Europa-Gemeinderat Leberbauer: „Jede Alternative zu diesem Projekt EU wäre ein Rückschritt“

Europa-Gemeinderat Leberbauer: „Jede Alternative zu diesem Projekt EU wäre ein Rückschritt“

Michaela Primessnig Michaela Primessnig, Tips Redaktion, 15.05.2019 11:06 Uhr

PREGARTEN. Seit 2016 gibt es in jeder zweiten Gemeinde in Österreich einen Europa-Gemeinderat. Dessen Aufgabe ist es, Europa näher zu den Menschen zu bringen. Hermann Leberbauer hat diese Aufgabe in Pregarten übernommen.

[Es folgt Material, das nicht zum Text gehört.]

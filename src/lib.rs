//! # Berth
//!
//! Relation-aware query compiler and serializable unit-of-work environment
//! for PostgreSQL on the `may` coroutine runtime.
//!
//! - [`condition`]: filter trees over dotted field paths, with a prefix
//!   notation domain format for transport
//! - [`schema`]: the model/field registry and field path resolution
//! - [`query`]: join planning and SQL compilation
//! - [`environment`]: transactional units of work with conflict retry
//! - [`pool`]: one PostgreSQL session per open transaction

pub mod adapter;
pub mod condition;
pub mod config;
pub mod connection;
pub mod environment;
pub mod error;
pub mod executor;
pub mod metrics;
pub mod pool;
pub mod query;
pub mod schema;
pub mod transaction;
pub mod value;
pub(crate) mod value_conversion;

#[cfg(test)]
mod test_helpers;

pub use adapter::{DbAdapter, PostgresAdapter};
pub use condition::{Condition, DomainTerm, FieldPath, Operator};
pub use environment::{Environment, EnvironmentManager};
pub use error::{ConditionError, OrmError, ResolutionError};
pub use pool::PgPool;
pub use query::{Query, QueryCompiler, Statement};
pub use schema::{FieldDescriptor, FieldType, ModelDescriptor, Registry};
pub use value::{Kind, Value};
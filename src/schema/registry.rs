//! The model registry.
//!
//! Models are declared on a [`RegistryBuilder`] during bootstrap and frozen
//! into an immutable [`Registry`], which is then shared behind an `Arc` by
//! every environment. Nothing mutates a registry after `build`.

use super::model::ModelDescriptor;
use super::resolver::{self, ResolvedPath};
use crate::condition::FieldPath;
use crate::error::ResolutionError;
use std::collections::HashMap;

/// Default bound on related-field substitutions per path.
pub const DEFAULT_MAX_PATH_SUBSTITUTIONS: usize = 16;

#[derive(Debug, Default)]
pub struct RegistryBuilder {
    models: Vec<ModelDescriptor>,
}

impl RegistryBuilder {
    pub fn new() -> Self {
        Self::default()
    }

    /// Declare a model. Redeclaring a name replaces the earlier model.
    pub fn model(mut self, model: ModelDescriptor) -> Self {
        self.models.retain(|m| m.name() != model.name());
        self.models.push(model);
        self
    }

    /// Validate cross-model references and freeze the registry.
    ///
    /// # Errors
    ///
    /// Returns `ResolutionError::UnknownModel` when a relation targets an
    /// undeclared model, `IncompleteRelation` when a relation lacks its
    /// join metadata and `UnknownField` for an undeclared parent field.
    pub fn build(self) -> Result<Registry, ResolutionError> {
        let models: HashMap<String, ModelDescriptor> = self
            .models
            .into_iter()
            .map(|m| (m.name().to_string(), m))
            .collect();

        for model in models.values() {
            for field in model.fields() {
                let incomplete = || ResolutionError::IncompleteRelation {
                    model: model.name().to_string(),
                    field: field.name.clone(),
                };
                if !field.field_type.is_relation() || field.related_path.is_some() {
                    continue;
                }
                let target = field.relation.as_deref().ok_or_else(incomplete)?;
                if !models.contains_key(target) {
                    return Err(ResolutionError::UnknownModel(target.to_string()));
                }
                if field.field_type.is_reverse_fk() && field.reverse_fk.is_none() {
                    return Err(incomplete());
                }
                if field.field_type.is_m2m() && field.link.is_none() {
                    return Err(incomplete());
                }
            }
            if let Some(parent) = model.declared_parent() {
                if model.parent_field().is_none() {
                    return Err(ResolutionError::UnknownField {
                        model: model.name().to_string(),
                        segment: parent.to_string(),
                    });
                }
            }
        }

        log::debug!("registry frozen with {} models", models.len());
        Ok(Registry { models })
    }
}

/// Immutable set of model descriptors.
#[derive(Debug)]
pub struct Registry {
    models: HashMap<String, ModelDescriptor>,
}

impl Registry {
    pub fn builder() -> RegistryBuilder {
        RegistryBuilder::new()
    }

    /// Look a model up by name.
    ///
    /// # Errors
    ///
    /// Returns `ResolutionError::UnknownModel` if no such model is declared.
    pub fn model(&self, name: &str) -> Result<&ModelDescriptor, ResolutionError> {
        self.models
            .get(name)
            .ok_or_else(|| ResolutionError::UnknownModel(name.to_string()))
    }

    pub fn models(&self) -> impl Iterator<Item = &ModelDescriptor> {
        self.models.values()
    }

    /// Resolve a field path on `model` with the default substitution bound.
    pub fn resolve(&self, model: &str, path: &FieldPath) -> Result<ResolvedPath, ResolutionError> {
        resolver::resolve(self, model, path, DEFAULT_MAX_PATH_SUBSTITUTIONS)
    }
}
//! Transaction Module
//!
//! Provides transaction support over `may_postgres`.
//!
//! This module provides:
//! - Transaction type that implements [`Executor`] and [`TransactionHandle`]
//! - Transaction isolation levels
//! - Commit/rollback operations, with rollback on drop for transactions
//!   that were never closed (errors, panics unwinding through a unit of work)

use crate::executor::{instrumented, DbError, Executor, Row, TransactionHandle};
use may_postgres::types::ToSql;
use may_postgres::Client;
use serde::Deserialize;
use std::fmt;

#[cfg(feature = "tracing")]
use crate::metrics::tracing_helpers;

/// Transaction isolation level
#[derive(Debug, Clone, Copy, PartialEq, Eq, Deserialize, Default)]
#[serde(rename_all = "snake_case")]
pub enum IsolationLevel {
    /// Read uncommitted (not supported by PostgreSQL, maps to ReadCommitted)
    ReadUncommitted,
    /// Read committed
    ReadCommitted,
    /// Repeatable read
    RepeatableRead,
    /// Serializable (default for units of work)
    #[default]
    Serializable,
}

impl IsolationLevel {
    /// Convert to PostgreSQL SQL syntax
    pub fn to_sql(self) -> &'static str {
        match self {
            IsolationLevel::ReadUncommitted => "READ UNCOMMITTED",
            IsolationLevel::ReadCommitted => "READ COMMITTED",
            IsolationLevel::RepeatableRead => "REPEATABLE READ",
            IsolationLevel::Serializable => "SERIALIZABLE",
        }
    }

    /// Statement opening a transaction at this level.
    pub fn begin_sql(self) -> String {
        format!("BEGIN ISOLATION LEVEL {}", self.to_sql())
    }
}

/// Transaction error type
#[derive(Debug, Clone, PartialEq)]
pub enum TransactionError {
    /// Error from the database while beginning, committing or rolling back
    Database(DbError),
    /// No session could be obtained to open the transaction
    Connection(String),
    /// Transaction already committed or rolled back
    TransactionClosed,
    /// Other transaction errors
    Other(String),
}

impl fmt::Display for TransactionError {
    fn fmt(&self, f: &mut fmt::Formatter<'_>) -> fmt::Result {
        match self {
            TransactionError::Database(e) => write!(f, "{}", e),
            TransactionError::Connection(s) => write!(f, "Connection unavailable: {}", s),
            TransactionError::TransactionClosed => {
                write!(f, "Transaction has already been committed or rolled back")
            }
            TransactionError::Other(s) => write!(f, "Transaction error: {}", s),
        }
    }
}

impl std::error::Error for TransactionError {}

impl From<DbError> for TransactionError {
    fn from(err: DbError) -> Self {
        TransactionError::Database(err)
    }
}

impl From<may_postgres::Error> for TransactionError {
    fn from(err: may_postgres::Error) -> Self {
        TransactionError::Database(err.into())
    }
}

impl From<TransactionError> for DbError {
    fn from(err: TransactionError) -> Self {
        match err {
            TransactionError::Database(e) => e,
            TransactionError::Connection(s) => DbError::Other(s),
            TransactionError::TransactionClosed => DbError::Other("Transaction closed".to_string()),
            TransactionError::Other(s) => DbError::Other(s),
        }
    }
}

/// A database transaction on a `may_postgres` session.
///
/// The session must not carry another transaction while this one is open;
/// units of work get theirs from [`crate::pool::PgPool`].
///
/// ```no_run
/// use berth::config::DatabaseConfig;
/// use berth::executor::{Database, Executor};
/// use berth::pool::PgPool;
/// use berth::transaction::IsolationLevel;
///
/// # fn main() -> Result<(), Box<dyn std::error::Error>> {
/// let pool = PgPool::new(&DatabaseConfig::default())?;
/// let transaction = pool.begin(IsolationLevel::Serializable)?;
/// transaction.execute("INSERT INTO users (name) VALUES ($1)", &[&"Alice"])?;
/// transaction.commit()?;
/// # Ok(())
/// # }
/// ```
pub struct Transaction {
    client: Client,
    closed: bool,
}

impl Transaction {
    /// Create a new transaction with a specific isolation level
    pub(crate) fn new_with_isolation(
        client: Client,
        isolation_level: IsolationLevel,
    ) -> Result<Self, TransactionError> {
        #[cfg(feature = "tracing")]
        let _span = tracing_helpers::begin_transaction_span().entered();

        client
            .execute(isolation_level.begin_sql().as_str(), &[])
            .map_err(TransactionError::from)?;

        Ok(Self {
            client,
            closed: false,
        })
    }

    /// Commit the transaction
    ///
    /// # Errors
    ///
    /// Returns an error if the transaction has already been committed or rolled back,
    /// or if the server rejects the commit.
    pub fn commit(mut self) -> Result<(), TransactionError> {
        if self.closed {
            return Err(TransactionError::TransactionClosed);
        }

        #[cfg(feature = "tracing")]
        let _span = tracing_helpers::commit_transaction_span().entered();

        // Closed even on failure: a failed COMMIT leaves nothing to roll back.
        self.closed = true;
        self.client
            .execute("COMMIT", &[])
            .map_err(TransactionError::from)?;
        Ok(())
    }

    /// Rollback the transaction
    ///
    /// # Errors
    ///
    /// Returns an error if the transaction has already been committed or rolled back.
    pub fn rollback(mut self) -> Result<(), TransactionError> {
        if self.closed {
            return Err(TransactionError::TransactionClosed);
        }

        #[cfg(feature = "tracing")]
        let _span = tracing_helpers::rollback_transaction_span().entered();

        self.closed = true;
        self.client
            .execute("ROLLBACK", &[])
            .map_err(TransactionError::from)?;
        Ok(())
    }

    /// Get a reference to the underlying client
    pub fn client(&self) -> &Client {
        &self.client
    }

    /// Check if the transaction is closed
    pub fn is_closed(&self) -> bool {
        self.closed
    }
}

impl Drop for Transaction {
    fn drop(&mut self) {
        if !self.closed {
            log::warn!("transaction dropped while open, rolling back");
            if let Err(e) = self.client.execute("ROLLBACK", &[]) {
                log::error!("rollback on drop failed: {e}");
            }
        }
    }
}

impl Executor for Transaction {
    fn execute(&self, query: &str, params: &[&dyn ToSql]) -> Result<u64, DbError> {
        if self.closed {
            return Err(DbError::Other("Transaction is closed".to_string()));
        }
        instrumented(query, || self.client.execute(query, params))
    }

    fn query_all(&self, query: &str, params: &[&dyn ToSql]) -> Result<Vec<Row>, DbError> {
        if self.closed {
            return Err(DbError::Other("Transaction is closed".to_string()));
        }
        let rows = instrumented(query, || self.client.query(query, params))?;
        rows.iter().map(Row::from_postgres).collect()
    }
}

impl TransactionHandle for Transaction {
    fn commit(self: Box<Self>) -> Result<(), TransactionError> {
        Transaction::commit(*self)
    }

    fn rollback(self: Box<Self>) -> Result<(), TransactionError> {
        Transaction::rollback(*self)
    }
}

Nur mehr rund eineinhalb Wochen bis zur EU-Wahl. Doch wie sehr können sich die Bürger eigentlich mit der Europäischen Union identifizieren? Wie nah ist ihnen die EU? „Nicht einmal ein Viertel würde einen EU-Austritt befürworten. Laut Politwissenschaftlern der Universitäten Graz und Krems kann sich eine Mehrheit auch für eine Art Vereinigte Staaten von Europa erwärmen. Mit allen Hindernissen ist da sicher noch Luft nach oben. Aber in Summe ist dieses Wirtschafts- und Friedensprojekt eine gute Sache, die nach vorne getrieben werden muss. Jede Alternative wäre ein Rückschritt“, so Hermann Leberbauer im Tips-Gespräch.

„Bürger haben Recht aufausreichend Informationen“

Als Europa-Gemeinderat sieht er sich als Bindeglied zwischen den Bürgern der Gemeinde und den Vertretern in Brüssel und steht bei Fragen zur Europäischen Union gerne zur Verfügung. Aktuelle Informationen werden regelmäßig in Schaukästen veröffentlicht. „Die Bürger haben ein Recht darauf, Zugang zu diesen Informationen zu haben. Es ergeben sich auch immer wieder interessante Diskussionen“ verrät Leberbauer.

Durch EU-Förderung ist vieles möglich

Europa sei auch in der Region über verschiedene Projekte spürbar, die nur durch EU-Förderungen umgesetzt werden können. „Über Leader konnten wir den Wassererlebnispark realisieren, ein toller Ausflugsort für Familien. Zu 100 Prozent über die EU finanziert ist auch das Projekt Wifi4EU. Pregarten hat sich beworben und wurde genommen. Dadurch kann am Stadtplatz bald freies Wifi angeboten werden.“

Wünschen würde sich der Kommunalpolitiker, dass in den kommenden Jahren vor allem der gemeinsame Waren- und Kapitalmarkt gestärkt wird. „Bei der Einreisepolitik gibt es kaum Antworten, das führt zu Verunsicherung in der Bevölkerung. Das zu lösen, sehe ich als größte Aufgabe“, sagt Leberbauer.